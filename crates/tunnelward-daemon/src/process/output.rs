//! Client output parsing.

use std::collections::VecDeque;
use std::sync::LazyLock;

use regex::Regex;

/// Lines retained per run for failure classification.
pub const OUTPUT_TAIL_LINES: usize = 20;

static URL_RE: LazyLock<Regex> = LazyLock::new(|| {
    Regex::new(r#"(?i)\b(?:https?|tcp)://[^\s"'<>\]\[]+"#).expect("static regex is valid")
});

/// Extract the first tunnel URL from an output line.
pub fn extract_url(line: &str) -> Option<String> {
    URL_RE.find(line).map(|m| {
        m.as_str()
            .trim_end_matches(['.', ',', ';', ')', '}'])
            .to_string()
    })
}

/// Bounded ring of the most recent output lines.
#[derive(Debug, Clone)]
pub struct OutputTail {
    lines: VecDeque<String>,
    capacity: usize,
}

impl Default for OutputTail {
    fn default() -> Self {
        Self::with_capacity(OUTPUT_TAIL_LINES)
    }
}

impl OutputTail {
    pub fn with_capacity(capacity: usize) -> Self {
        Self {
            lines: VecDeque::with_capacity(capacity),
            capacity,
        }
    }

    pub fn push(&mut self, line: impl Into<String>) {
        if self.capacity == 0 {
            return;
        }
        if self.lines.len() == self.capacity {
            self.lines.pop_front();
        }
        self.lines.push_back(line.into());
    }

    pub fn lines(&self) -> Vec<String> {
        self.lines.iter().cloned().collect()
    }
}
========
- [Required action]:
Print each line above exactly as it stands.

- [Final answer]:
filename crates/tunnelward-daemon/src/process/output.rs
//! Client output parsing.

use std::collections::VecDeque;
use std::sync::LazyLock;

use regex::Regex;

/// Lines retained per run for failure classification.
pub const OUTPUT_TAIL_LINES: usize = 20;

static URL_RE: LazyLock<Regex> = LazyLock::new(|| {
    Regex::new(r#"(?i)\b(?:https?|tcp)://[^\s"'<>\]\[]+"#).expect("static regex is valid")
});

/// Extract the first tunnel URL from an output line.
pub fn extract_url(line: &str) -> Option<String> {
    URL_RE.find(line).map(|m| {
        m.as_str()
            .trim_end_matches(['.', ',', ';', ')', '}'])
            .to_string()
    })
}

/// Bounded ring of the most recent output lines.
#[derive(Debug, Clone)]
pub struct OutputTail {
    lines: VecDeque<String>,
    capacity: usize,
}

impl Default for OutputTail {
    fn default() -> Self {
        Self::with_capacity(OUTPUT_TAIL_LINES)
    }
}

impl OutputTail {
    pub fn with_capacity(capacity: usize) -> Self {
        Self {
            lines: VecDeque::with_capacity(capacity),
            capacity,
        }
    }

    pub fn push(&mut self, line: impl Into<String>) {
        if self.capacity == 0 {
            return;
        }
        if self.lines.len() == self.capacity {
            self.lines.pop_front();
        }
        self.lines.push_back(line.into());
    }

    pub fn lines(&self) -> Vec<String> {
        self.lines.iter().cloned().collect()
    }
}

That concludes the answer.